Ensuite je trouve pertinente la manière dont Anderson traite le thème des familles cassées, les familles où les enfants s’entendent mal, où les liens ne résistent pas à l’égoïsme de chacun des membres. Et les voilà en quête de spiritualité, parfois en pleine cambrousse indienne, c’est-à-dire exactement là où l’on va trouver des formes de sociétés traditionnelles, où en revanche se passer des liens familiaux, s’absenter aux funérailles d’un parent, est impensable. Je trouve ce contraste famille-moderne-un-peu-foireuse / solidarité-de-communauté-traditionnelle intéressant ; en plus il fait avancer l’histoire et donne des scènes remarquables de style. Comme dans Moonrise Kingdom on retrouve les thèmes de l’accident et du sang, suivis des cicatrices, les jeux-rituels d’enfants (genre, on va sur cette colline et on compte jusqu’à trois), qui sont toujours bien vus ; il y a une exhaustivité de détails qui relève d’une puérilité touchante.

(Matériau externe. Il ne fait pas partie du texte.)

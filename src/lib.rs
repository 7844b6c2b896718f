//! hoodscout - Collect and classify OpenStreetMap points of interest into
//! neighborhood-character categories

pub mod api;
pub mod classify;
pub mod config;
pub mod domain;
pub mod osm;
pub mod pipeline;
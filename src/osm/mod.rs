pub mod parser;

pub use parser::{parse_ors_pois, parse_overpass_pois};
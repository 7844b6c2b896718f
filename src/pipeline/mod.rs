//! The two collection pipelines. Each performs exactly one blocking request,
//! then hands the payload to the parser; they share no state beyond the
//! read-only category table.

use anyhow::Result;

use crate::api;
use crate::classify::CategoryTable;
use crate::config::{self, OrsConfig, OverpassConfig};
use crate::domain::{ClassifiedPoi, ProviderPoi};
use crate::osm;

/// Overpass pipeline: query POIs within a radius of a point and classify
/// them locally.
///
/// Transport failures and non-200 statuses are not fatal: a diagnostic is
/// printed and an empty result returned.
pub fn overpass_nearby(
    center: (f64, f64),
    radius_m: u32,
    table: &CategoryTable,
    config: &OverpassConfig,
) -> Vec<ClassifiedPoi> {
    match api::overpass::fetch_pois(center, radius_m, config) {
        Ok(response) => osm::parse_overpass_pois(&response, table),
        Err(e) => {
            eprintln!("Error during Overpass query: {e:#}");
            Vec::new()
        }
    }
}

/// ORS pipeline: bounding-box POI search with provider-assigned categories
/// passed through verbatim.
///
/// The API key comes from the configured secret file; a missing key or a
/// failed request aborts this call with an error.
pub fn ors_nearby(
    origin: (f64, f64),
    step_lat: f64,
    step_lon: f64,
    config: &OrsConfig,
) -> Result<Vec<ProviderPoi>> {
    let key = config::read_ors_api_key(&config.key_file)?;
    let response = api::ors::fetch_pois(origin, step_lat, step_lon, &key, config)?;
    Ok(osm::parse_ors_pois(&response))
}
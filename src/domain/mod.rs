pub mod category;
pub mod poi;

pub use category::{Category, Labels};
pub use poi::{ClassifiedPoi, ProviderPoi};

use std::collections::HashMap;

/// All OSM tags attached to one map feature.
pub type TagSet = HashMap<String, String>;
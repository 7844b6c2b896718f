use anyhow::{Context, Result};
use serde::Deserialize;
use std::path::{Path, PathBuf};

fn default_radius() -> u32 {
    1000
}
fn default_step_lat() -> f64 {
    0.02
}
fn default_step_lon() -> f64 {
    0.03
}
fn default_verbose() -> bool {
    false
}

#[derive(Debug, Deserialize, Default)]
pub struct FileConfig {
    #[serde(default)]
    pub lat: Option<f64>,
    #[serde(default)]
    pub lon: Option<f64>,
    #[serde(default = "default_radius")]
    pub radius: u32,
    #[serde(default = "default_step_lat")]
    pub step_lat: f64,
    #[serde(default = "default_step_lon")]
    pub step_lon: f64,
    #[serde(default)]
    pub rules: Option<PathBuf>,
    #[serde(default)]
    pub output: Option<PathBuf>,
    #[serde(default = "default_verbose")]
    pub verbose: bool,
    #[serde(default)]
    pub overpass: Option<OverpassConfig>,
    #[serde(default)]
    pub ors: Option<OrsConfig>,
}

fn default_overpass_url() -> String {
    "https://overpass-api.de/api/interpreter".to_string()
}

fn default_overpass_timeout_secs() -> u64 {
    180
}

#[derive(Debug, Deserialize, Clone)]
pub struct OverpassConfig {
    #[serde(default = "default_overpass_url")]
    pub url: String,
    #[serde(default = "default_overpass_timeout_secs")]
    pub timeout_secs: u64,
}

impl Default for OverpassConfig {
    fn default() -> Self {
        Self {
            url: default_overpass_url(),
            timeout_secs: default_overpass_timeout_secs(),
        }
    }
}

fn default_ors_url() -> String {
    "https://api.openrouteservice.org/pois".to_string()
}

fn default_ors_timeout_secs() -> u64 {
    60
}

fn default_ors_key_file() -> PathBuf {
    PathBuf::from("secrets/ors_secret.txt")
}

#[derive(Debug, Deserialize, Clone)]
pub struct OrsConfig {
    #[serde(default = "default_ors_url")]
    pub url: String,
    #[serde(default = "default_ors_timeout_secs")]
    pub timeout_secs: u64,
    #[serde(default = "default_ors_key_file")]
    pub key_file: PathBuf,
}

impl Default for OrsConfig {
    fn default() -> Self {
        Self {
            url: default_ors_url(),
            timeout_secs: default_ors_timeout_secs(),
            key_file: default_ors_key_file(),
        }
    }
}

impl FileConfig {
    pub fn load() -> Option<Self> {
        let config_paths = get_config_paths();

        for path in config_paths {
            if path.exists()
                && let Ok(contents) = std::fs::read_to_string(&path)
            {
                match toml::from_str(&contents) {
                    Ok(config) => return Some(config),
                    Err(e) => {
                        eprintln!("Warning: Failed to parse config file {:?}: {}", path, e);
                    }
                }
            }
        }
        None
    }
}

fn get_config_paths() -> Vec<PathBuf> {
    let mut paths = Vec::new();

    paths.push(PathBuf::from("hoodscout.toml"));
    paths.push(PathBuf::from(".hoodscout.toml"));

    if let Some(config_dir) = dirs::config_dir() {
        paths.push(config_dir.join("hoodscout").join("config.toml"));
        paths.push(config_dir.join("hoodscout.toml"));
    }

    if let Some(home) = dirs::home_dir() {
        paths.push(home.join(".hoodscout.toml"));
        paths.push(home.join(".config").join("hoodscout").join("config.toml"));
    }

    paths
}

/// Read the OpenRouteService API key: the first line of a local secret file.
///
/// A missing or empty file is a configuration error; keys are issued at
/// <https://account.heigit.org/signup>.
pub fn read_ors_api_key(path: &Path) -> Result<String> {
    let contents = std::fs::read_to_string(path).with_context(|| {
        format!(
            "Failed to read ORS API key file {:?}; get a key at https://account.heigit.org/signup",
            path
        )
    })?;

    let key = contents.lines().next().unwrap_or("").trim().to_string();
    if key.is_empty() {
        anyhow::bail!("ORS API key file {:?} is empty", path);
    }

    Ok(key)
}

#[cfg(test)]
mod tests {
    use super::*;
    use std::io::Write;

    #[test]
    fn test_parse_file_config() {
        let config: FileConfig = toml::from_str(
            r#"
lat = 55.748
lon = 48.746
radius = 2500

[overpass]
timeout_secs = 60

[ors]
key_file = "keys/ors.txt"
"#,
        )
        .unwrap();

        assert_eq!(config.lat, Some(55.748));
        assert_eq!(config.radius, 2500);
        assert_eq!(config.step_lat, 0.02);
        assert_eq!(config.step_lon, 0.03);

        let overpass = config.overpass.unwrap();
        assert_eq!(overpass.timeout_secs, 60);
        assert_eq!(overpass.url, default_overpass_url());

        let ors = config.ors.unwrap();
        assert_eq!(ors.key_file, PathBuf::from("keys/ors.txt"));
        assert_eq!(ors.url, default_ors_url());
    }

    #[test]
    fn test_read_ors_api_key_first_line() {
        let mut file = tempfile::NamedTempFile::new().unwrap();
        writeln!(file, "abc123-key").unwrap();
        writeln!(file, "trailing junk").unwrap();

        let key = read_ors_api_key(file.path()).unwrap();
        assert_eq!(key, "abc123-key");
    }

    #[test]
    fn test_missing_or_empty_key_file_is_an_error() {
        assert!(read_ors_api_key(Path::new("no/such/secret.txt")).is_err());

        let file = tempfile::NamedTempFile::new().unwrap();
        assert!(read_ors_api_key(file.path()).is_err());
    }
}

Aussi je crois que chez Anderson, ce n’est pas une forme débordante qui cacherait un fond trop faible mais plutôt que la forme est le fond. Par exemple, les manies des personnages, leur caractère difficile ne sont que les symptômes de leur égoïsme, les définissent même. Dans Darjeeling, comme dans Moonrise Kingdom ou dans GBH, les personnages sont maniaques, capricieux, pleins de défauts, de limites, maladroits avec les autres, leurs proches. Et leurs manies se prolongent dans leurs accessoires : les rasoirs, les lunettes de soleil, les valises, le flacon à poire (Voltaire n°6 et l’Air de Panache). Wes sait que les défauts de ses personnages (cette paresse intellectuelle et émotionnelle, que Bill Murray et Frances McDormand incarnent parfaitement dans Moonrise Kingdom) sont incurables et il n’essaie même pas de les corriger ; certes, leur aventure a bien rapproché nos trois frangins, mais sont-ils guéris ? Je crois qu’une telle question est trop grossière pour un film aussi fin. W. Anderson montre que les gens changent difficilement, et qu’il y a des parties d’eux qui ne changeront jamais. Wes n’est pas un redresseur de torts, car ceux-ci le fascinent trop.
Il en ressort un film subtilement humain, sensible, qui ne tombe jamais dans le nunuche.
PS : Il est vrai qu’il y a quelques défauts : des dialogues pas toujours très originaux, des scènes un peu longues (celle du garage était une bonne idée mais aurait pu être réalisé avec plus de dynamisme, pareil pour celle de dialogue avec la mère au monastère) ; mais le reste est merveilleux !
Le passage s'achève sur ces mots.